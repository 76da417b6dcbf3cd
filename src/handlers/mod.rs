pub mod coingecko;
pub mod health;
pub mod news;

use axum::{
    http::{HeaderValue, header},
    response::{IntoResponse, Response},
};

use crate::services::coingecko::UpstreamResponse;

/// Shared caches may keep market data for 5 minutes.
pub const MARKET_CACHE_CONTROL: &str = "s-maxage=300, stale-while-revalidate";
/// News changes slowly; shared caches may keep it for an hour.
pub const NEWS_CACHE_CONTROL: &str = "s-maxage=3600, stale-while-revalidate";

/// Relays an upstream reply. Only successful replies are marked cacheable.
pub(crate) fn relay(upstream: UpstreamResponse, cache_control: &'static str) -> Response {
    let success = upstream.status.is_success();
    let content_type = upstream
        .content_type
        .unwrap_or_else(|| HeaderValue::from_static("application/json"));

    let mut response = (upstream.status, upstream.body).into_response();
    let headers = response.headers_mut();
    headers.insert(header::CONTENT_TYPE, content_type);
    if success {
        headers.insert(
            header::CACHE_CONTROL,
            HeaderValue::from_static(cache_control),
        );
    }

    response
}
pub async fn health() -> &'static str {
    "OK"
}
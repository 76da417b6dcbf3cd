use anyhow::Context;
use cryptoinfo_backend::{AppState, config::Config, routes::app_router};
use tracing_subscriber::{layer::SubscriberExt, util::SubscriberInitExt};

#[tokio::main]
async fn main() -> anyhow::Result<()> {
    // Initialize tracing
    tracing_subscriber::registry()
        .with(
            tracing_subscriber::EnvFilter::try_from_default_env()
                .unwrap_or_else(|_| "info,cryptoinfo_backend=debug".into()),
        )
        .with(tracing_subscriber::fmt::layer())
        .init();

    // Load environment variables
    let config = Config::from_env()?;

    if config.gnews_api_key.is_none() {
        tracing::warn!("GNEWS_API_KEY is not set; /api/news will answer 500");
    }

    let bind_addr = config.bind_addr;
    let state = AppState::from_config(config).context("Failed to build HTTP clients")?;
    let app = app_router(state);

    // Start server
    let listener = tokio::net::TcpListener::bind(bind_addr)
        .await
        .with_context(|| format!("Failed to bind {}", bind_addr))?;

    tracing::info!("Server listening on {}", listener.local_addr()?);

    axum::serve(listener, app).await?;

    Ok(())
}
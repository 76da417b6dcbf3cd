//! Process-wide configuration, read once from the environment at startup.

use std::env;
use std::net::SocketAddr;
use std::str::FromStr;
use std::time::Duration;

pub const DEFAULT_COINGECKO_BASE_URL: &str = "https://api.coingecko.com/api/v3";
pub const DEFAULT_GNEWS_BASE_URL: &str = "https://gnews.io/api/v4";

#[derive(Debug, Clone)]
pub struct Config {
    pub bind_addr: SocketAddr,
    pub coingecko_base_url: String,
    pub gnews_base_url: String,
    /// Server-held secret for the news upstream. Absence is reported per request.
    pub gnews_api_key: Option<String>,
    pub upstream_timeout: Duration,
    pub fallback_timeout: Duration,
    /// Pause before the single fallback attempt after a 403.
    pub fallback_delay: Duration,
}

#[derive(Debug, thiserror::Error)]
#[error("invalid value for {name}: {value:?}")]
pub struct ConfigError {
    pub name: &'static str,
    pub value: String,
}

impl Default for Config {
    fn default() -> Self {
        Self {
            bind_addr: SocketAddr::from(([0, 0, 0, 0], 3000)),
            coingecko_base_url: DEFAULT_COINGECKO_BASE_URL.to_string(),
            gnews_base_url: DEFAULT_GNEWS_BASE_URL.to_string(),
            gnews_api_key: None,
            upstream_timeout: Duration::from_secs(15),
            fallback_timeout: Duration::from_secs(10),
            fallback_delay: Duration::from_millis(1000),
        }
    }
}

impl Config {
    pub fn from_env() -> Result<Self, ConfigError> {
        dotenvy::dotenv().ok();

        let defaults = Self::default();

        Ok(Self {
            bind_addr: parse_var("BIND_ADDR")?.unwrap_or(defaults.bind_addr),
            coingecko_base_url: env::var("COINGECKO_BASE_URL")
                .unwrap_or(defaults.coingecko_base_url),
            gnews_base_url: env::var("GNEWS_BASE_URL").unwrap_or(defaults.gnews_base_url),
            gnews_api_key: env::var("GNEWS_API_KEY")
                .ok()
                .filter(|key| !key.trim().is_empty()),
            upstream_timeout: parse_var("UPSTREAM_TIMEOUT_SECS")?
                .map(Duration::from_secs)
                .unwrap_or(defaults.upstream_timeout),
            fallback_timeout: parse_var("FALLBACK_TIMEOUT_SECS")?
                .map(Duration::from_secs)
                .unwrap_or(defaults.fallback_timeout),
            fallback_delay: parse_var("FALLBACK_DELAY_MS")?
                .map(Duration::from_millis)
                .unwrap_or(defaults.fallback_delay),
        })
    }
}

fn parse_var<T: FromStr>(name: &'static str) -> Result<Option<T>, ConfigError> {
    match env::var(name) {
        Ok(value) => value
            .trim()
            .parse()
            .map(Some)
            .map_err(|_| ConfigError { name, value }),
        Err(_) => Ok(None),
    }
}
use std::sync::Arc;
use std::time::Duration;

use parking_lot::Mutex;

use crate::client::api::DashboardApi;
use crate::client::source::{DataSource, FetchState};
use crate::client::view::{SortKey, ViewState};
use crate::models::market::{Article, Category, Coin};
use crate::models::proxy::{CategoriesQuery, MarketsQuery};

pub const NEWS_REFRESH_INTERVAL: Duration = Duration::from_secs(6 * 60 * 60);
/// Only the largest categories are offered in the filter.
pub const TOP_CATEGORIES: usize = 25;

#[derive(Debug, Default)]
pub struct DashboardState {
    pub coins: DataSource<Vec<Coin>>,
    pub categories: DataSource<Vec<Category>>,
    pub news: DataSource<Vec<Article>>,
    pub view: ViewState,
    categories_requested: bool,
}

/// Client-side state of the dashboard.
///
/// Cloning is cheap and clones share state. The lock is only taken between
/// awaits, and each source's fields are only written by that source's fetch.
pub struct Dashboard<A: ?Sized> {
    api: Arc<A>,
    state: Arc<Mutex<DashboardState>>,
}

impl<A: ?Sized> Clone for Dashboard<A> {
    fn clone(&self) -> Self {
        Self {
            api: Arc::clone(&self.api),
            state: Arc::clone(&self.state),
        }
    }
}

impl<A: DashboardApi + ?Sized> Dashboard<A> {
    pub fn new(api: Arc<A>) -> Self {
        Self {
            api,
            state: Arc::new(Mutex::new(DashboardState::default())),
        }
    }

    /// Initial load: the category list and the unfiltered market.
    pub async fn start(&self) {
        self.load_categories().await;
        self.fetch_coins().await;
    }

    /// Fetches categories once per session; later calls do nothing.
    pub async fn load_categories(&self) {
        {
            let mut state = self.state.lock();
            if state.categories_requested {
                tracing::debug!("Categories already requested this session");
                return;
            }
            state.categories_requested = true;
        }

        self.request_categories(false).await;
    }

    pub async fn retry_categories(&self) {
        let attempt = self.state.lock().categories.record_retry();
        tracing::info!("Retrying categories (attempt {})", attempt);
        self.request_categories(true).await;
    }

    async fn request_categories(&self, silent: bool) {
        let ticket = self.state.lock().categories.begin(silent);

        let result = self
            .api
            .fetch_categories(&CategoriesQuery::default())
            .await
            .map(|mut categories| {
                categories.truncate(TOP_CATEGORIES);
                categories
            });

        if let Err(e) = &result {
            tracing::error!("Error fetching categories: {}", e);
        }
        self.state.lock().categories.complete(ticket, result);
    }

    /// Fetches market data for the selected category, showing the loading state.
    pub async fn fetch_coins(&self) {
        self.request_coins(false).await;
    }

    /// Refetches without blanking the table first.
    pub async fn retry_coins(&self) {
        let attempt = self.state.lock().coins.record_retry();
        tracing::info!("Retrying market data (attempt {})", attempt);
        self.request_coins(true).await;
    }

    async fn request_coins(&self, silent: bool) {
        let (ticket, query) = {
            let mut state = self.state.lock();
            let ticket = state.coins.begin(silent);
            (ticket, MarketsQuery::for_category(&state.view.category))
        };

        let result = self.api.fetch_coins(&query).await;

        match &result {
            Ok(coins) => tracing::debug!(
                "Fetched {} coins (category: {:?})",
                coins.len(),
                query.category
            ),
            Err(e) => tracing::error!("Error fetching coin data: {}", e),
        }

        let applied = self.state.lock().coins.complete(ticket, result);
        if !applied {
            tracing::debug!(
                "Discarded market data for superseded category {:?}",
                query.category
            );
        }
    }

    /// Changes the filter and refetches when it actually changed.
    pub async fn select_category(&self, category: &str) {
        let changed = self.state.lock().view.select_category(category);
        if changed {
            self.fetch_coins().await;
        }
    }

    /// Periodic news refresh; silent once articles are on screen.
    pub async fn refresh_news(&self) {
        let silent = self
            .state
            .lock()
            .news
            .state()
            .data()
            .is_some_and(|articles| !articles.is_empty());

        self.request_news(silent).await;
    }

    pub async fn retry_news(&self) {
        let attempt = self.state.lock().news.record_retry();
        tracing::info!("Retrying news (attempt {})", attempt);
        self.request_news(true).await;
    }

    async fn request_news(&self, silent: bool) {
        let ticket = self.state.lock().news.begin(silent);
        let result = self.api.fetch_news().await;

        match &result {
            Ok(articles) => tracing::debug!("Fetched {} articles", articles.len()),
            Err(e) => tracing::error!("Error fetching news: {}", e),
        }
        self.state.lock().news.complete(ticket, result);
    }

    pub fn set_search(&self, term: &str) {
        self.state.lock().view.set_search(term);
    }

    pub fn sort_by(&self, key: SortKey) {
        self.state.lock().view.sort_by(key);
    }

    /// Rows to render; empty unless market data is ready.
    pub fn visible_coins(&self) -> Vec<Coin> {
        let state = self.state.lock();
        match state.coins.state() {
            FetchState::Ready(coins) => state.view.visible(coins).into_iter().cloned().collect(),
            _ => Vec::new(),
        }
    }

    pub fn coins(&self) -> FetchState<Vec<Coin>> {
        self.state.lock().coins.state().clone()
    }

    pub fn categories(&self) -> FetchState<Vec<Category>> {
        self.state.lock().categories.state().clone()
    }

    pub fn news(&self) -> FetchState<Vec<Article>> {
        self.state.lock().news.state().clone()
    }

    pub fn view(&self) -> ViewState {
        self.state.lock().view.clone()
    }

    pub fn with_state<R>(&self, f: impl FnOnce(&DashboardState) -> R) -> R {
        f(&self.state.lock())
    }
}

### [TASK PROMPT]
Repeat, exactly and only, the lines from the beginning of the material through the line that contains "for 5 minutes.".

### [SOLUTION FOR THIS TASK]
repository 76da417b6dcbf3cd
filename src/handlers/mod.rs
pub mod coingecko;
pub mod health;
pub mod news;

use axum::{
    http::{HeaderValue, header},
    response::{IntoResponse, Response},
};

use crate::services::coingecko::UpstreamResponse;

/// Shared caches may keep market data for 5 minutes.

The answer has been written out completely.